Hello,
OK, these lost connections during transfers servers side was related to
some firewall or hardware timing out long-lived tcp connections.
To solve this problem I added 'option tcpka' in defaults haproxy section.
Moreover, one can also adjust the following kernel variables :
net.ipv4.tcp_keepalive_intvl = 75
net.ipv4.tcp_keepalive_probes = 9
net.ipv4.tcp_keepalive_time = 7200
In my situation I had to change these to something like :
net.ipv4.tcp_keepalive_intvl = 30
net.ipv4.tcp_keepalive_probes = 3
net.ipv4.tcp_keepalive_time = 120
Le 18/10/2022 à 11:15, Artur wrote :
Hello,
While renewing a node.js servers and a galera cluster (mariadb) I'm
seeing an unexpected behaviour on TCP connections between node.js
application and mariadb.
There is a lot of connections resets during transfers on backend side.
My previous (working) setup was based on Debian 10, mariadb 10.5,
node.js 16 (and some dependencies) and haproxy 2.6.
I had a server running several node.js processes and a 3-node galera
mariadb cluster.
To provide some HA, I configured haproxy as a TCP proxy for mariadb
connections.
The usual setup is :
node.js -> haproxy -> mariadb
node.js application uses a connection pool to maintain several open
connections to database server that may be idle for a long time.

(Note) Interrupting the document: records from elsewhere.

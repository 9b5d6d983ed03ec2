//! HTTP/1.1 wire handling
//!
//! - `header`: request/response header model and serialization
//! - `detect`: double-CRLF header block detection
//! - `body`: content-length and chunked framing, metrics-instrumented bodies
//! - `h11`: request forwarding and response framing on one HTTP/1.1 connection
//! - `responses`: canned and proxy-generated responses

pub mod body;
pub mod detect;
pub mod h11;
pub mod header;
pub mod responses;

pub use body::Body;
pub use header::{HeaderField, RequestHeader, ResponseHeader};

The timeouts are adjusted in haproxy to avoid disconnecting idle
connections.
This setup worked just fine on old servers.
Then I've setup new servers on Debian 11: a new mariadb galera cluster
(10.6), a new node.js application server (no real changes in node.js
software versions there) and haproxy (2.6.6 currently).

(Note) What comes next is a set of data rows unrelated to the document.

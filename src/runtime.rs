//! Runtime context shared by every component of a running proxy
//!
//! Built once from [`ProxySettings`]; collaborators (DNS, TCP, certificates,
//! archive) can be swapped before [`ProxyRuntimeBuilder::build`].

use rustls::pki_types::CertificateDer;
use std::sync::Arc;
use tokio_util::sync::CancellationToken;
use tracing::info;

use crate::archive::{ArchiveWriter, NoArchiveWriter};
use crate::certificate::{CertificateAuthority, CertificateProvider};
use crate::config::ProxySettings;
use crate::error::ProxyError;
use crate::establish::{
    ConnectionBuilder, DefaultTcpConnectionProvider, DnsSolver, SystemDnsSolver,
    TcpConnectionProvider, UpstreamTlsFactory,
};
use crate::exchange::builder::ExchangeBuilder;
use crate::exchange::IdGenerator;
use crate::http::h11::H11Options;
use crate::pool::{PoolBuilder, PoolSettings};
use crate::rules::{builtin_rules, load_rules, Rule, RuleEngine};

pub struct ProxyRuntimeContext {
    pub settings: ProxySettings,
    pub certificates: Arc<dyn CertificateProvider>,
    pub rules: Arc<RuleEngine>,
    pub archive: Arc<dyn ArchiveWriter>,
    pub connections: Arc<ConnectionBuilder>,
    pub pools: Arc<PoolBuilder>,
    pub exchanges: Arc<ExchangeBuilder>,
    pub exchange_ids: Arc<IdGenerator>,
    pub connection_ids: Arc<IdGenerator>,
    /// Cancelled to stop accepting; also fired when the exchange limit is reached
    pub shutdown: CancellationToken,
}

impl ProxyRuntimeContext {
    pub fn h11_options(&self) -> H11Options {
        H11Options {
            max_header_length: self.settings.max_header_length,
            buffer_size: self.settings.buffer_size,
        }
    }
}

impl std::fmt::Debug for ProxyRuntimeContext {
    fn fmt(&self, f: &mut std::fmt::Formatter<'_>) -> std::fmt::Result {
        f.debug_struct("ProxyRuntimeContext")
            .field("settings", &self.settings)
            .field("rules", &self.rules)
            .finish()
    }
}

pub struct ProxyRuntimeBuilder {
    settings: ProxySettings,
    archive: Option<Arc<dyn ArchiveWriter>>,
    dns: Option<Arc<dyn DnsSolver>>,
    tcp: Option<Arc<dyn TcpConnectionProvider>>,
    certificates: Option<Arc<dyn CertificateProvider>>,
    extra_rules: Vec<Rule>,
    trusted_roots: Vec<CertificateDer<'static>>,
}

impl ProxyRuntimeBuilder {
    pub fn new(settings: ProxySettings) -> Self {
        Self {
            settings,
            archive: None,
            dns: None,
            tcp: None,
            certificates: None,
            extra_rules: Vec::new(),
            trusted_roots: Vec::new(),
        }
    }

    pub fn archive(mut self, archive: Arc<dyn ArchiveWriter>) -> Self {
        self.archive = Some(archive);
        self
    }

    pub fn dns(mut self, dns: Arc<dyn DnsSolver>) -> Self {
        self.dns = Some(dns);
        self
    }

    pub fn tcp(mut self, tcp: Arc<dyn TcpConnectionProvider>) -> Self {
        self.tcp = Some(tcp);
        self
    }

    pub fn certificates(mut self, certificates: Arc<dyn CertificateProvider>) -> Self {
        self.certificates = Some(certificates);
        self
    }

    /// Append a rule after the rule file's rules
    pub fn rule(mut self, rule: Rule) -> Self {
        self.extra_rules.push(rule);
        self
    }

    /// Trust an extra upstream root certificate
    pub fn trust_root(mut self, der: CertificateDer<'static>) -> Self {
        self.trusted_roots.push(der);
        self
    }

    pub fn build(self) -> Result<Arc<ProxyRuntimeContext>, ProxyError> {
        let settings = self.settings;
        settings
            .validate()
            .map_err(|e| ProxyError::Config(e.to_string()))?;

        let certificates: Arc<dyn CertificateProvider> = match self.certificates {
            Some(certificates) => certificates,
            None => match (&settings.ca_certificate_path, &settings.ca_private_key_path) {
                (Some(cert), Some(key)) => Arc::new(CertificateAuthority::from_files(
                    cert,
                    key,
                    settings.certificate_cache_size,
                )?),
                _ => {
                    info!("No CA configured, generating an ephemeral interception CA");
                    Arc::new(CertificateAuthority::generate(
                        settings.certificate_cache_size,
                    )?)
                }
            },
        };

        let mut user_rules = match &settings.rules_file {
            Some(path) => {
                let rules = load_rules(path)?;
                info!(path = %path.display(), count = rules.len(), "Rules loaded");
                rules
            }
            None => Vec::new(),
        };
        user_rules.extend(self.extra_rules);
        let rules = Arc::new(RuleEngine::new(
            builtin_rules(
                settings.skip_global_ssl_decryption,
                certificates.ca_certificate_pem(),
            ),
            user_rules,
        ));

        let dns: Arc<dyn DnsSolver> = match self.dns {
            Some(dns) => dns,
            None => Arc::new(SystemDnsSolver::new(
                settings.dns_cache_size,
                settings.dns_cache_ttl_seconds,
                settings.dns_timeout_seconds,
            )),
        };
        let tcp: Arc<dyn TcpConnectionProvider> = match self.tcp {
            Some(tcp) => tcp,
            None => Arc::new(DefaultTcpConnectionProvider::new(settings.connect_timeout())),
        };

        let mut tls = UpstreamTlsFactory::new(
            settings.alpn_protocols.clone(),
            settings.skip_remote_certificate_validation,
        );
        for root in self.trusted_roots {
            tls = tls.with_extra_root(root)?;
        }

        let connection_ids = Arc::new(IdGenerator::new());
        let exchange_ids = Arc::new(IdGenerator::new());
        let connections = Arc::new(ConnectionBuilder::new(
            dns,
            tcp,
            Arc::new(tls),
            rules.clone(),
            connection_ids.clone(),
        ));

        let h11 = H11Options {
            max_header_length: settings.max_header_length,
            buffer_size: settings.buffer_size,
        };
        let pools = Arc::new(PoolBuilder::new(
            connections.clone(),
            PoolSettings {
                connection_per_host: settings.connection_per_host,
                idle_timeout: settings.idle_timeout(),
                h11,
            },
        ));
        let exchanges = Arc::new(ExchangeBuilder::new(
            rules.clone(),
            certificates.clone(),
            exchange_ids.clone(),
            settings.max_header_length,
        ));

        let archive: Arc<dyn ArchiveWriter> = match self.archive {
            Some(archive) => archive,
            None => Arc::new(NoArchiveWriter::new()),
        };
        let shutdown = CancellationToken::new();
        if let Some(max) = settings.max_exchange_count {
            let token = shutdown.clone();
            archive.register_exchange_limit(
                max,
                Box::new(move || {
                    info!(max, "Exchange limit reached, stopping proxy");
                    token.cancel();
                }),
            );
        }

        Ok(Arc::new(ProxyRuntimeContext {
            settings,
            certificates,
            rules,
            archive,
            connections,
            pools,
            exchanges,
            exchange_ids,
            connection_ids,
            shutdown,
        }))
    }
}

The global setup of all of this is quite the same as before but not
exactly the same. I tried however to be as close as possible to the
old setup.
Now, once I started the node.js application, the database connections
are established and after about 20 minutes I start to see application
warnings about lost connections to database.
On haproxy stats page I can see lot of 'connections resets during
tranfers' backend side.
On database side I can see idle processes that stay there even if I
close node.js application or restart haproxy. These have to timeout or
be killed to disappear. As if there was no communication any more
between haproxy and mariadb (on these tcp connections).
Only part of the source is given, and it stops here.